Filters and parameters

Use these filters at the top of the page to choose the data you want to view:

FieldValue
Data SourceThe Prometheus data source selector.
Logs SourceThe Loki logs source selector.
OrgThe organization that owns the cluster.
ClusterThe specific Kubernetes cluster in the organization to view.
NamespaceThe Kubernetes namespace where the Slurm cluster is located.
Slurm ClusterThe Slurm cluster containing the job to view.
Job NameThe name of the Slurm job to view. Select "All" to view all the Slurm jobs in the Slurm Cluster.
Job IDThe Slurm Job ID to view. Select "All" to view all the Slurm jobs in the Slurm Cluster.
Node ConditionsToggled on by default. Click to disable.
Pending Node AlertsToggled on by default. Click to disable.
Firing Node AlertsToggled off by default. Click to enable.
InfiniBand Fabric FlapsToggled off by default. Click to enable.

The dashboard also includes buttons with links to the SLURM / Namespace dashboard and slurmctld logs.

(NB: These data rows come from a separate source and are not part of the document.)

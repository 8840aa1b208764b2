//! SQLite implementation of the inventory store.

use chrono::{DateTime, Duration, NaiveDate, Utc};
use rusqlite::types::Type;
use rusqlite::{params, Connection, OptionalExtension, Row};
use std::collections::HashMap;
use std::sync::{Arc, Mutex, PoisonError};
use tracing::info;

use super::types::{
  ActivityRow, CategoryRow, ExpiringProductRow, ForecastRow, InsightRow, InventoryTotals,
  MovementRow, OrderRow, OrderTiming, StockAlertRow, SystemHealth, VendorRow,
};
use super::{InventoryStore, QueryParams};
use crate::db::seed::{self, SeedSummary};
use crate::db::{format_date, format_timestamp, parse_date, parse_timestamp, Database};
use crate::error::FetchError;

/// Kind of stock movement.
#[derive(Debug, Clone, Copy, PartialEq, Eq, clap::ValueEnum)]
pub enum MovementKind {
  In,
  Out,
  Sale,
  Adjustment,
  Return,
}

impl MovementKind {
  pub fn as_str(self) -> &'static str {
    match self {
      MovementKind::In => "IN",
      MovementKind::Out => "OUT",
      MovementKind::Sale => "SALE",
      MovementKind::Adjustment => "ADJUSTMENT",
      MovementKind::Return => "RETURN",
    }
  }

  /// Signed change in on-hand quantity, `None` if it does not fit in an `i64`.
  fn delta(self, quantity: i64) -> Option<i64> {
    match self {
      MovementKind::In | MovementKind::Return | MovementKind::Adjustment => Some(quantity),
      MovementKind::Out | MovementKind::Sale => quantity.checked_neg(),
    }
  }
}

/// Outcome of a recorded movement.
#[derive(Debug, Clone, PartialEq)]
pub struct MovementReceipt {
  pub product_name: String,
  pub previous_quantity: i64,
  pub new_quantity: i64,
}

/// Inventory store over a single SQLite connection.
///
/// Queries run on the blocking pool; the connection mutex serializes them.
#[derive(Clone)]
pub struct SqliteStore {
  conn: Arc<Mutex<Connection>>,
}

impl SqliteStore {
  pub fn new(db: Database) -> Self {
    Self {
      conn: Arc::new(Mutex::new(db.into_conn())),
    }
  }

  async fn run<T, F>(&self, query: F) -> Result<T, FetchError>
  where
    T: Send + 'static,
    F: FnOnce(&Connection) -> rusqlite::Result<T> + Send + 'static,
  {
    let conn = Arc::clone(&self.conn);
    tokio::task::spawn_blocking(move || {
      let conn = conn.lock().unwrap_or_else(PoisonError::into_inner);
      query(&conn).map_err(FetchError::from)
    })
    .await?
  }

  /// Record a stock movement for the product with `sku` and adjust its quantity.
  ///
  /// Also writes an activity log entry for `user_id`. Sales and outbound
  /// movements may not take the quantity below zero.
  pub async fn record_movement(
    &self,
    sku: &str,
    kind: MovementKind,
    quantity: i64,
    unit_price: Option<f64>,
    user_id: &str,
    at: DateTime<Utc>,
  ) -> Result<MovementReceipt, FetchError> {
    if quantity == 0 || (quantity < 0 && kind != MovementKind::Adjustment) {
      return Err(FetchError::Rejected(format!(
        "{} quantity must be positive",
        kind.as_str()
      )));
    }

    let conn = Arc::clone(&self.conn);
    let sku = sku.to_string();
    let user_id = user_id.to_string();

    tokio::task::spawn_blocking(move || {
      let conn = conn.lock().unwrap_or_else(PoisonError::into_inner);
      let tx = conn.unchecked_transaction()?;

      let product: Option<(i64, String, f64, i64)> = tx
        .query_row(
          "SELECT id, name, price, quantity FROM products WHERE sku = ?",
          params![sku],
          |row| Ok((row.get(0)?, row.get(1)?, row.get(2)?, row.get(3)?)),
        )
        .optional()?;
      let (product_id, name, price, previous_quantity) =
        product.ok_or_else(|| FetchError::NotFound(format!("product {}", sku)))?;

      let new_quantity = kind
        .delta(quantity)
        .and_then(|delta| previous_quantity.checked_add(delta))
        .ok_or_else(|| {
          FetchError::Rejected(format!(
            "{} of {} would overflow the quantity of {} (on hand: {})",
            kind.as_str(),
            quantity,
            name,
            previous_quantity
          ))
        })?;
      if new_quantity < 0 {
        return Err(FetchError::Rejected(format!(
          "{} would take {} below zero (on hand: {})",
          kind.as_str(),
          name,
          previous_quantity
        )));
      }

      let stamp = format_timestamp(at);
      tx.execute(
        "INSERT INTO inventory_movements
           (product_id, movement_type, quantity, unit_price, created_at)
         VALUES (?, ?, ?, ?, ?)",
        params![
          product_id,
          kind.as_str(),
          quantity,
          unit_price.unwrap_or(price),
          stamp
        ],
      )?;
      tx.execute(
        "UPDATE products SET quantity = ?, updated_at = ? WHERE id = ?",
        params![new_quantity, stamp, product_id],
      )?;
      tx.execute(
        "INSERT INTO activity_logs (user_id, action, entity_type, details, created_at)
         VALUES (?, 'CREATE', 'movement', ?, ?)",
        params![
          user_id,
          format!("Recorded {} of {} {}", kind.as_str(), quantity, name),
          stamp
        ],
      )?;
      tx.commit()?;

      info!(sku = %sku, kind = kind.as_str(), quantity, new_quantity, "recorded movement");
      Ok(MovementReceipt {
        product_name: name,
        previous_quantity,
        new_quantity,
      })
    })
    .await?
  }

  /// Load the demo data set; see [`seed_demo_data`](crate::db::seed::seed_demo_data).
  pub async fn seed_demo_data(&self, now: DateTime<Utc>) -> color_eyre::Result<SeedSummary> {
    let conn = Arc::clone(&self.conn);
    tokio::task::spawn_blocking(move || {
      let conn = conn.lock().unwrap_or_else(PoisonError::into_inner);
      seed::seed_demo_data(&conn, now)
    })
    .await
    .map_err(|e| color_eyre::eyre::eyre!("Seeding task failed: {}", e))?
  }
}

Set the time range and refresh rate parameters at the top-right of the page. The default time range is 5 minutes, and the default refresh rate is 1 minute.

Panel descriptions

Job Info

The Job Info section displays identifying information about the selected Slurm job, including:

PanelDisplays
Job IdThe Slurm job ID.
NameThe name of the Slurm job.
Last StateDisplays the most recently reported state of the Slurm job.
UserThe user who created the Slurm job.
AccountThe user account running the Slurm job.
NodesThe number of CPUs allocated for the Slurm job.
PartitionThe partition where the selected job is running.
Job State TimelineA chart that shows the Slurm job's states over time.
UptimeThe Slurm job uptime in seconds.
Active GPUsThe number of GPUs allocated to the Slurm job that are currently running.
Job EfficiencyIndicates how active the GPUs were while working on the selected job. This value is estimated based on idle time, defined as a node with at least 1 GPU under 50% utilization. The estimate excludes restarts and checkpointing. This is not a Model FLOPS (MFU) metric.
Current FP8 FlopsGraphs the Compute rate over the job run. The graph typically displays peaks and valleys in a regular pattern. Points with lower Compute values often correspond with loading data or saving checkpoints. This number assumes FP8 training.
Node conditionsLists nodes that have been assigned a condition, along with timestamps indicating when the condition was noticed and addressed.
AlertsDisplays all alerts with a severity level higher than Informational, over a 10 minute interval. Alerts may have a PENDING or FIRING state.
Nodes (Range)Lists all nodes along with their state, uptime, and a link to their associated slurmd logs.

Job Info: Job State Timeline and Last State

The Job Info section contains panels that display information about the state of the selected Slurm job. Last State displays the most recent reported state, while the Job State Timeline displays the job's status over time.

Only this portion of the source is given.